Boleh Membatalkan Perkawinan Karena Salah Sangka



Salah satu alasan untuk suatu perkawinan dapat dibatalkan adalah pada waktu berlangsungnya perkawinan terjadi salah sangka mengenai diri suami atau isteri (lihat Pasal 27 ayat [2] UU No.1 Tahun 1974 tentang Perkawinan - “UUP”).


Khusus bagi penganut agama Islam, berlaku ketentuan dalam Kompilasi Hukum Islam (KHI). Pasal 72 ayat (2) KHI yang juga menentukan bahwa seorang suami atau istri dapat mengajukan permohonan pembatalan perkawinan apabila pada waktu berlangsungnya perkawinan terjadi penipuan atau salah sangka mengenai diri suami atau istri.


Jadi, berdasarkan Pasal 27 ayat (2) UUP jo Pasal 72 ayat (2) KHI, salah sangka terhadap diri pasangannya memang dapat dijadikan alasan pembatalan perkawinan.


Peraturan perundang-undangan yang ada tidak mengatur mengenai dalam  jangka waktu berapa lama salah sangka terhadap suami atau istri harus diketahui. Tapi UUP dan KHI mengatur jangka waktu permohonan pembatalan perkawinan dapat diajukan setelah salah sangka itu diketahui, yakni, dalam jangka waktu 6 bulan setelah diketahui adanya salah sangka terhadap suami atau istri.


Namun, jika dalam jangka waktu 6 bulan setelah salah sangka itu diketahui suami istri masih tetap hidup sebagai suami istri, dan tidak mempergunakan haknya untuk mengajukan permohonan pembatalan, maka haknya untuk mengajukan permohonan pembatalan perkawinan menjadi gugur (Pasal 27 ayat [3] UUP jo Pasal 72 ayat [3] KHI).


Menurut Pasal 25 UUP, gugatan pembatalan perkawinan dapat diajukan kepada pengadilan sesuai daerah hukum dimana perkawinan dilangsungkan, tempat tinggal bersama suami dan istri, atau tempat tinggal suami atau istri.
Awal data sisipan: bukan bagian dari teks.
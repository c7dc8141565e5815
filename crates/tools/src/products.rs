//! Product side extraction.
//!
//! Catalog search results carry structured product data the caller renders as
//! cards. Extraction is best effort: anything unexpected is logged and yields
//! no products, never an error.

use serde::{Deserialize, Serialize};
use serde_json::Value;
use tracing::warn;

/// A caller-facing product card.
#[derive(Debug, Clone, PartialEq, Serialize, Deserialize)]
pub struct ProductSummary {
    pub id: String,
    pub title: String,
    #[serde(default, skip_serializing_if = "Option::is_none")]
    pub price: Option<String>,
    #[serde(default, skip_serializing_if = "Option::is_none")]
    pub image: Option<String>,
    #[serde(default, skip_serializing_if = "Option::is_none")]
    pub description: Option<String>,
    #[serde(default, skip_serializing_if = "Option::is_none")]
    pub link: Option<String>,
    /// Upper end of the price range, shown struck through
    #[serde(default, skip_serializing_if = "Option::is_none")]
    pub compare_at_price: Option<String>,
    /// Availability of the first variant
    #[serde(default, skip_serializing_if = "Option::is_none")]
    pub available: Option<bool>,
}

/// Which tools to mine and how many products to keep per result.
#[derive(Debug, Clone)]
pub struct ProductExtractor {
    tools: Vec<String>,
    max_products: usize,
}

impl ProductExtractor {
    pub fn new(tools: Vec<String>, max_products: usize) -> Self {
        Self { tools, max_products }
    }

    pub fn handles(&self, tool_name: &str) -> bool {
        self.tools.iter().any(|t| t == tool_name)
    }

    /// Products from a raw tool payload, or none if `tool_name` is not a
    /// catalog tool or the payload does not parse.
    pub fn extract(&self, tool_name: &str, payload: &Value) -> Vec<ProductSummary> {
        if !self.handles(tool_name) || self.max_products == 0 {
            return Vec::new();
        }
        match parse_products(payload, self.max_products) {
            Ok(products) => products,
            Err(reason) => {
                warn!(tool = tool_name, reason = %reason, "Product extraction skipped");
                Vec::new()
            }
        }
    }
}

/// Find the object carrying `products`: the payload itself, a JSON string, or
/// the first text block whose text is such an object.
fn locate_products(payload: &Value) -> Option<Vec<Value>> {
    match payload {
        Value::Object(map) => {
            if let Some(Value::Array(products)) = map.get("products") {
                return Some(products.clone());
            }
            map.get("content")
                .and_then(|c| c.as_array())
                .and_then(|blocks| {
                    blocks
                        .iter()
                        .filter(|b| b.get("type").and_then(|t| t.as_str()) == Some("text"))
                        .filter_map(|b| b.get("text").and_then(|t| t.as_str()))
                        .find_map(|text| {
                            serde_json::from_str::<Value>(text)
                                .ok()
                                .and_then(|v| locate_products(&v))
                        })
                })
        }
        Value::String(s) => serde_json::from_str::<Value>(s)
            .ok()
            .and_then(|v| locate_products(&v)),
        _ => None,
    }
}

fn parse_products(payload: &Value, max: usize) -> Result<Vec<ProductSummary>, String> {
    let products = locate_products(payload).ok_or("payload has no products sequence")?;

    let mut out = Vec::new();
    for product in products.iter().take(max) {
        match summarize(product) {
            Some(summary) => out.push(summary),
            None => warn!("Skipping product entry that is not an object"),
        }
    }
    Ok(out)
}

fn str_field(product: &Value, keys: &[&str]) -> Option<String> {
    keys.iter().find_map(|k| match product.get(*k) {
        Some(Value::String(s)) if !s.is_empty() => Some(s.clone()),
        Some(Value::Number(n)) => Some(n.to_string()),
        _ => None,
    })
}

fn number(value: &Value) -> Option<f64> {
    match value {
        Value::Number(n) => n.as_f64(),
        Value::String(s) => s.trim().parse().ok(),
        _ => None,
    }
}

/// `"<CUR> <amount>"` with two decimals, `"$<amount>"` when no currency is known.
pub fn format_price(amount: f64, currency: Option<&str>) -> String {
    match currency.filter(|c| !c.is_empty()) {
        Some(cur) => format!("{cur} {amount:.2}"),
        None => format!("${amount:.2}"),
    }
}

fn summarize(product: &Value) -> Option<ProductSummary> {
    if !product.is_object() {
        return None;
    }

    let first_variant = product
        .get("variants")
        .and_then(|v| v.as_array())
        .and_then(|v| v.first());
    let variant_id = first_variant.and_then(|v| str_field(v, &["variant_id", "id"]));
    let id = str_field(product, &["product_id", "id"])
        .or(variant_id)
        .unwrap_or_default();

    let title = str_field(product, &["title", "name"]).unwrap_or_else(|| "Product".into());

    // (low, high, currency)
    let (low, high, currency) = match product.get("price_range") {
        Some(range) => (
            range.get("min").and_then(number),
            range.get("max").and_then(number),
            range.get("currency").and_then(|c| c.as_str()),
        ),
        None => (
            product.get("price").and_then(number),
            product.get("price_max").and_then(number),
            product.get("currency").and_then(|c| c.as_str()),
        ),
    };
    let price = low.map(|p| format_price(p, currency));
    let compare_at_price = match (low, high) {
        (Some(low), Some(high)) if high > low => Some(format_price(high, currency)),
        (None, Some(high)) => Some(format_price(high, currency)),
        _ => None,
    };
    let available = first_variant
        .and_then(|v| v.get("available"))
        .and_then(|a| a.as_bool());

    Some(ProductSummary {
        id,
        title,
        price,
        image: str_field(product, &["image_url", "image"]),
        description: str_field(product, &["description"]),
        link: str_field(product, &["url", "link"]),
        compare_at_price,
        available,
    })
}

#[cfg(test)]
mod tests {
    use super::*;

    fn extractor() -> ProductExtractor {
        ProductExtractor::new(vec!["search_shop_catalog".into()], 3)
    }

    fn shopify_payload(count: usize) -> Value {
        let products: Vec<Value> = (0..count)
            .map(|i| {
                serde_json::json!({
                    "product_id": format!("gid://shopify/Product/{i}"),
                    "title": format!("Red Shoe {i}"),
                    "price_range": { "min": "49.5", "max": "59.00", "currency": "USD" },
                    "image_url": format!("https://cdn.example.com/{i}.jpg"),
                    "description": "Comfortable",
                    "url": format!("https://shop.example.com/products/{i}"),
                    "variants": [{ "variant_id": format!("gid://shopify/ProductVariant/{i}") }]
                })
            })
            .collect();
        serde_json::json!({
            "content": [{
                "type": "text",
                "text": serde_json::json!({ "products": products }).to_string()
            }]
        })
    }

    #[test]
    fn extracts_from_text_block_and_caps() {
        let products = extractor().extract("search_shop_catalog", &shopify_payload(5));
        assert_eq!(products.len(), 3);
        assert_eq!(products[0].id, "gid://shopify/Product/0");
        assert_eq!(products[0].title, "Red Shoe 0");
        assert_eq!(products[0].price.as_deref(), Some("USD 49.50"));
        assert_eq!(products[2].link.as_deref(), Some("https://shop.example.com/products/2"));
    }

    #[test]
    fn carries_compare_price_and_availability() {
        let products = extractor().extract("search_shop_catalog", &shopify_payload(1));
        assert_eq!(products[0].compare_at_price.as_deref(), Some("USD 59.00"));
        assert_eq!(products[0].available, None);

        let flat = serde_json::json!({ "products": [
            { "id": "p1", "title": "Sale Boot", "price": 40, "price_max": 55,
              "variants": [{ "id": "v1", "available": false }] },
            { "id": "p2", "title": "Flat Boot", "price": 40, "price_max": 40 }
        ]});
        let products = extractor().extract("search_shop_catalog", &flat);
        assert_eq!(products[0].price.as_deref(), Some("$40.00"));
        assert_eq!(products[0].compare_at_price.as_deref(), Some("$55.00"));
        assert_eq!(products[0].available, Some(false));
        assert_eq!(products[1].compare_at_price, None);
    }

    #[test]
    fn ignores_other_tools() {
        assert!(extractor().extract("get_cart", &shopify_payload(2)).is_empty());
    }

    #[test]
    fn unparseable_payload_is_swallowed() {
        let payload = serde_json::json!({ "content": [{ "type": "text", "text": "no products here" }] });
        assert!(extractor().extract("search_shop_catalog", &payload).is_empty());
        assert!(extractor()
            .extract("search_shop_catalog", &serde_json::json!({ "products": "nope" }))
            .is_empty());
    }

    #[test]
    fn falls_back_to_variant_id_and_defaults() {
        let payload = serde_json::json!({
            "products": [
                { "variants": [{ "id": "v-1" }], "price": 12 },
                42
            ]
        });
        let products = extractor().extract("search_shop_catalog", &payload);
        assert_eq!(products.len(), 1);
        assert_eq!(products[0].id, "v-1");
        assert_eq!(products[0].title, "Product");
        assert_eq!(products[0].price.as_deref(), Some("$12.00"));
        assert!(products[0].image.is_none());
    }

    #[test]
    fn price_formatting() {
        assert_eq!(format_price(29.999, Some("EUR")), "EUR 30.00");
        assert_eq!(format_price(5.0, None), "$5.00");
        assert_eq!(format_price(5.0, Some("")), "$5.00");
    }
}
Atau, bagi penganut agama Islam diajukan kepada pengadilan Agama yang mewilayahi tempat tinggal suami atau istri atau tempat perkawinan dilangsungkan (Pasal 74 ayat [1] KHI). Hal ini ditegaskan dalam Pasal 1 ayat (1) jo. Pasal 2UU No. 7 Tahun 1989 tentang Peradilan Agamajo. Pasal 49UU No. 3 Tahun 2006 tentang Perubahan atas UUNo. 7 Tahun 1989 tentang Peradilan Agama. Lebih jauh, simak juga artikel Menikah Karena Paksaan Orang Tua.


Dasar hukum:
1. Undang-Undang Nomor 1 Tahun 1974 tentang Perkawinan;
2. Undang-Undang Nomor 7 Tahun 1989 tentang Peradilan Agama sebagaimana diubah dengan Undang-Undang Nomor 3 Tahun 2006 tentang Perubahan atas Undang-Undang Nomor 7 Tahun 1989 tentang Peradilan Agama;
3. Instruksi Presiden No. 1 Tahun 1991 tentang Penyebarluasan Kompilasi Hukum Islam.